2. Guggenheim Invest Solar (ARCA:TAN). When oil hit its slick spot in 2014, the lower cost for crude decreased the demand for alternatives like solar. With oil prices appearing to have bottomed out in December-January, however, global solar providers bounced back in dramatic fashion. Not only has TAN risen from the ashes at a lightning quick pace, but it boasts a trailing P/E (13.6) and a trailing P/B (1.8) that just may be the envy of broader U.S. benchmarks.

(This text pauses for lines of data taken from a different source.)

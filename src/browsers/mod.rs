//! Browser backends

pub mod chromium;
#[cfg(test)]
pub mod scripted;

pub use chromium::ChromiumEngine;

Reasonable valuations? Check. What about relative strength? Three months ago, TAN found itself stuck in the bottom 10% of all assets in the ETF universe. Today, it registers in the top 2%. A 50% meteoric jump off its January bottom has confirmation from a “golden cross” – a bullish signal derived from an asset’s 50-day moving average crossing above its 200-day.

TAN Daily Chart

3. iShares MSCI Ireland (NYSE:EIRL). Like Denmark, EIRL is difficult to justify on the basis of investor-friendly valuations. The P/B for EIRL at 2.4 may be 17.5% cheaper than the iShares S&P 500 (IVV). Nevertheless, the real luck of the Irish may be reflected in the country’s upbeat economic outlook. According to euro-zone economists, Ireland will ride its export boom to the top of the growth charts; gross domestic product (GDP) should outperform Germany (1.5%) and Britain (2.4%) in 2015. With the euro exceptionally weak and oil dramatically lower, Ireland’s exporting of pharmaceuticals (e.g., Viagra, Botox, etc.) and organic chemicals give this exchange-traded fund most of its pop.

It is true that a consumer sentiment survey hit a 9-year high in January. That may be attributable to rising property prices, low inflation, recent tax reforms and the “de facto” tax cut associated with cheaper oil. Yet investors who frown upon high unemployment and monstrous government spending – debt-to-GDP in Ireland is 115% – may want to think twice. Others might simply embrace the remarkable relative strength and resilience of EIRL since the October lows.

EIRL Daily Chart

Disclaimer: Gary Gordon, MS, CFP is the president of Pacific Park Financial, Inc., a Registered Investment Adviser with the SEC. Gary Gordon, Pacific Park Financial, Inc, and/or its clients may hold positions in the ETFs, mutual funds, and/or any investment asset mentioned above. The commentary does not constitute individualized investment advice. The opinions offered herein are not personalized recommendations to buy, sell or hold securities. At times, issuers of exchange-traded products compensate Pacific Park Financial, Inc. or its subsidiaries for advertising at the ETF Expert web site. ETF Expert content is created independently of any advertising relationships.